Lesson for cyberbaser: The reader UX is worth copying from this category — search, typography, mobile responsiveness, navigation — but the content ingestion model is wrong for Obsidian vaults. Starlight sits in a sweet spot because it’s markdown-first and doesn’t impose a schema.
Notion as a public wiki
Section titled “Notion as a public wiki”What it is: Many people (including Cybersader at one point — see cybersader-notion-workspace-public) have tried publishing a Notion workspace as a public wiki. Notion has a built-in “Publish to web” feature.
What they got right:
- Zero-config publishing (flip a switch)
- Comment threads, discussions, embedded databases
- Writers without technical background can contribute via Notion’s editor
- Good mobile experience
What they gave up:
- Vendor lock-in — content lives in Notion’s format. Exporting to markdown is lossy (loses databases, formulas, block references).
- URL stability — Notion page URLs contain page IDs that change when pages move; breakage is the default.
- No git history — version control is Notion’s internal history, not git. Can’t diff a change, can’t bisect a regression.
- Obsidian incompatibility — Notion’s data model is different enough from Obsidian that round-tripping is not feasible.
Lesson for cyberbaser: This is the anti-pattern. The vendor-lock-in and no-git-history problems are exactly what cyberbaser’s “GitHub is SSOT” principle exists to prevent. Cybersader’s own prior attempts with Notion are strong evidence for that principle.
awesome-* repos
Section titled “awesome-* repos”What they are: Curated markdown lists on GitHub (awesome-cybersecurity, awesome-siem, awesome-log-management, etc.). Pure markdown, PR-based contribution, rendered by GitHub’s built-in markdown viewer.
What they got right:
- Radically low barrier to contribution — edit the file in GitHub’s web UI, click “Propose change,” done. Three clicks.
- No infrastructure — GitHub renders the markdown for free. No build step, no deploy.

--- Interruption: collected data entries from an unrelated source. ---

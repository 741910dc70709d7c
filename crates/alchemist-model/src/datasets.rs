use crate::{Entity, Table};

/// The currently loaded tables, at most one per table entity.
#[derive(Debug, Clone, Default, PartialEq)]
pub struct Datasets {
    pub clients: Option<Table>,
    pub workers: Option<Table>,
    pub tasks: Option<Table>,
}

/// Borrowed view of a complete dataset triple.
#[derive(Debug, Clone, Copy)]
pub struct CompleteDatasets<'a> {
    pub clients: &'a Table,
    pub workers: &'a Table,
    pub tasks: &'a Table,
}

impl Datasets {
    pub fn new() -> Self {
        Self::default()
    }

    pub fn get(&self, entity: Entity) -> Option<&Table> {
        match entity {
            Entity::Clients => self.clients.as_ref(),
            Entity::Workers => self.workers.as_ref(),
            Entity::Tasks => self.tasks.as_ref(),
            Entity::Rules => None,
        }
    }

    /// Replaces the table for the table's own entity, returning the previous
    /// one. Tables tagged as [`Entity::Rules`] are ignored and returned as-is.
    pub fn replace(&mut self, table: Table) -> Option<Table> {
        let slot = match table.entity {
            Entity::Clients => &mut self.clients,
            Entity::Workers => &mut self.workers,
            Entity::Tasks => &mut self.tasks,
            Entity::Rules => return Some(table),
        };
        slot.replace(table)
    }

    /// All three tables, or `None` while any is missing.
    pub fn complete(&self) -> Option<CompleteDatasets<'_>> {
        Some(CompleteDatasets {
            clients: self.clients.as_ref()?,
            workers: self.workers.as_ref()?,
            tasks: self.tasks.as_ref()?,
        })
    }

    /// Loaded table entities in display order.
    pub fn loaded(&self) -> Vec<Entity> {
        Entity::TABLES
            .into_iter()
            .filter(|entity| self.get(*entity).is_some())
            .collect()
    }
}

- Clear contribution norms — every awesome list has a CONTRIBUTING.md that everyone follows
- Durable — these repos have lasted years and accumulated thousands of contributions
What they gave up:
- No navigation beyond the README — a single long markdown file scrolls forever
- No cross-references or backlinks — plain markdown with flat anchor links
- No rendered UI — looks like whatever GitHub’s markdown renderer does
- Not suitable for long-form content — works for lists, breaks for articles
Lesson for cyberbaser: The awesome-list contribution flow is the floor for ease-of-contribution. If contributing to cyberbaser is harder than contributing to awesome-siem, we have failed. The three-clicks-to-merge property is the target for Path A (Web CMS).
Synthesis — what the evidence says
Section titled “Synthesis — what the evidence says”The patternObsidian fidelity is solved by Quartz / Digital Garden / Publish. Zero-friction contribution is solved by awesome lists / Decap. No vendor lock-in is solved by any git-backed solution.Nothing existing has all three at once. Cyberbaser’s hypothesis is that the gap isn’t a missing tool — it’s a missing composition. Take Quartz-style fidelity (via translation layer plugins), bolt on Decap’s Open Authoring for the low-friction path, keep the repo as SSOT. All parts exist; nobody has put them together.
If the composition works, cyberbaser is novel-by-integration rather than novel-by-invention. That’s a much cheaper bet than inventing new primitives.